Height : Up to 1000 m. above sea level
Peninsular Malaya, Sumatra, Java, Lesser Sundas, Borneo (Sarawak, Sabah, West, Central and East Kalimantan), Sulawesi.
The fruit is eaten and sometimes sold at local markets.

Bangkinang is shaped exactly like melinjo which is still a family of Gnetaceae plants that live in tropical forests. When unripe, bangkinang fruit is green, while when it is ripe, the color is deep red. This Bangkinang has black seeds, the Dayak people usually eat the flesh and the red skin. In contrast to melinjo which can be peeled, the skin of the bangkinang fruit is fused with the flesh.

Bangkinang Fruit
Bengkinang Fruit

The flesh of this bangkinan fruit is yellow, when eaten it looks like sand. When cooked, the taste is sour and sweet, mixed on the tongue, whereas if it is green or raw, it tastes brown, even though the color of the meat is the same as that of cooked bangkinang.

In the 80s, this unique fruit with yellow flesh was still widely found in the jungles of Borneo, and there were even many people who sold it in bundles.
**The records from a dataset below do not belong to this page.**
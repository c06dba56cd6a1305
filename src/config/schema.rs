//! Configuration schema definitions.
//!
//! This module defines the complete configuration structure for the router.
//! All types derive Serde traits for deserialization from config files.

use serde::{Deserialize, Serialize};
use std::time::Duration;

/// Root configuration for the content router.
#[derive(Debug, Clone, Deserialize, Serialize, Default, PartialEq)]
#[serde(default)]
pub struct RouterConfig {
    /// Listener and request handling settings.
    pub server: ServerConfig,

    /// Object store location and path rewriting.
    pub storage: StorageConfig,

    /// Identity provider and auth policy.
    pub auth: AuthConfig,

    /// Response header policy for served content.
    pub content: ContentConfig,

    /// Observability settings.
    pub observability: ObservabilityConfig,
}

impl RouterConfig {
    /// Plain-text dump served by `GET /config`.
    pub fn describe(&self) -> String {
        format!(
            "REDIRECT: {} ; GCSPATH: {} ; FIREBASEPATH: {} ; BUCKET {}",
            self.auth.redirect_path,
            self.storage.gcs_path,
            self.storage.firebase_path,
            self.storage.bucket,
        )
    }
}

/// Listener configuration.
#[derive(Debug, Clone, Deserialize, Serialize, PartialEq)]
#[serde(default)]
pub struct ServerConfig {
    /// Bind host.
    pub host: String,

    /// Listen port.
    pub port: u16,

    /// Whole-request timeout in seconds (0 = no timeout).
    pub request_timeout_secs: u64,
}

impl ServerConfig {
    pub fn bind_address(&self) -> String {
        format!("{}:{}", self.host, self.port)
    }

    pub fn request_timeout(&self) -> Option<Duration> {
        (self.request_timeout_secs > 0).then(|| Duration::from_secs(self.request_timeout_secs))
    }
}

impl Default for ServerConfig {
    fn default() -> Self {
        Self {
            host: "0.0.0.0".to_string(),
            port: 8080,
            request_timeout_secs: 0,
        }
    }
}

/// Object store configuration.
#[derive(Debug, Clone, Deserialize, Serialize, PartialEq)]
#[serde(default)]
pub struct StorageConfig {
    /// Bucket holding the served objects. Required.
    pub bucket: String,

    /// Prefix of the requested path to rewrite.
    pub firebase_path: String,

    /// Replacement for every occurrence of `firebase_path`.
    pub gcs_path: String,
}

impl Default for StorageConfig {
    fn default() -> Self {
        Self {
            bucket: String::new(),
            firebase_path: "/".to_string(),
            gcs_path: "/".to_string(),
        }
    }
}

/// How a rejected `__session` cookie is answered.
#[derive(Debug, Clone, Copy, Deserialize, Serialize, PartialEq, Eq, Default)]
#[serde(rename_all = "lowercase")]
pub enum SessionRejection {
    /// 303 See Other to the redirect path.
    #[default]
    Redirect,
    /// Bare 403 Forbidden.
    Forbidden,
}

/// Identity provider configuration.
#[derive(Debug, Clone, Deserialize, Serialize, PartialEq)]
#[serde(default)]
pub struct AuthConfig {
    /// Where unauthenticated callers are sent.
    pub redirect_path: String,

    /// Response to a session cookie that fails verification.
    pub session_rejection: SessionRejection,

    /// Firebase project the tokens are issued for.
    pub project_id: Option<String>,

    /// Identity Toolkit API base URL.
    pub identity_toolkit_url: String,

    /// JWKS endpoint for session cookie signing keys.
    /// Derived from `identity_toolkit_url` when unset.
    pub session_keys_url: Option<String>,

    /// Static OAuth2 access token for admin calls.
    /// When unset, tokens are fetched from the metadata server.
    pub access_token: Option<String>,

    /// Metadata server token endpoint.
    pub metadata_url: String,
}

impl AuthConfig {
    pub fn session_keys_url(&self) -> String {
        match &self.session_keys_url {
            Some(url) => url.clone(),
            None => format!(
                "{}/v1/sessionCookiePublicKeys",
                self.identity_toolkit_url.trim_end_matches('/')
            ),
        }
    }
}

impl Default for AuthConfig {
    fn default() -> Self {
        Self {
            redirect_path: "/".to_string(),
            session_rejection: SessionRejection::default(),
            project_id: None,
            identity_toolkit_url: "https://identitytoolkit.googleapis.com".to_string(),
            session_keys_url: None,
            access_token: None,
            metadata_url: "http://metadata.google.internal/computeMetadata/v1/instance/service-accounts/default/token".to_string(),
        }
    }
}

/// Where the served `content-type` comes from.
#[derive(Debug, Clone, Copy, Deserialize, Serialize, PartialEq, Eq, Default)]
pub enum ContentTypeSource {
    /// Use the object's stored metadata.
    #[default]
    #[serde(rename = "metadata")]
    FromObjectMetadata,
    /// Always `text/html`.
    #[serde(rename = "html")]
    FixedHtml,
}

/// Whether `Cache-Control` is set on served content.
#[derive(Debug, Clone, Copy, Deserialize, Serialize, PartialEq, Eq, Default)]
#[serde(rename_all = "lowercase")]
pub enum CacheControlMode {
    #[default]
    Enabled,
    Disabled,
}

/// Response header policy for served content.
#[derive(Debug, Clone, Deserialize, Serialize, PartialEq)]
#[serde(default)]
pub struct ContentConfig {
    pub content_type_source: ContentTypeSource,

    pub cache_control: CacheControlMode,

    /// Browser and CDN max-age in seconds.
    pub max_age_secs: u32,

    /// CDN-only s-maxage in seconds.
    pub s_maxage_secs: u32,
}

impl Default for ContentConfig {
    fn default() -> Self {
        Self {
            content_type_source: ContentTypeSource::default(),
            cache_control: CacheControlMode::default(),
            max_age_secs: 300,
            s_maxage_secs: 600,
        }
    }
}

/// Log output format.
#[derive(Debug, Clone, Copy, Deserialize, Serialize, PartialEq, Eq, Default)]
#[serde(rename_all = "lowercase")]
pub enum LogFormat {
    #[default]
    Pretty,
    Json,
}

/// Observability configuration.
#[derive(Debug, Clone, Deserialize, Serialize, PartialEq)]
#[serde(default)]
pub struct ObservabilityConfig {
    /// Log level (trace, debug, info, warn, error) or a full filter directive.
    pub log_level: String,

    pub log_format: LogFormat,

    /// Prometheus endpoint bind address; metrics are off when unset.
    pub metrics_address: Option<String>,
}

impl Default for ObservabilityConfig {
    fn default() -> Self {
        Self {
            log_level: "info".to_string(),
            log_format: LogFormat::default(),
            metrics_address: None,
        }
    }
}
But along with the increasing destruction of Kalimantan’s forests, this fruit is threatened with extinction. It is even reported that people living in urban areas in Kalimantan do not know and have never tasted this delicacy.

If it is ripe, the bangkinang fruit will taste sweet and sour, but if it is still not perfectly ripe, the taste will be very astringent.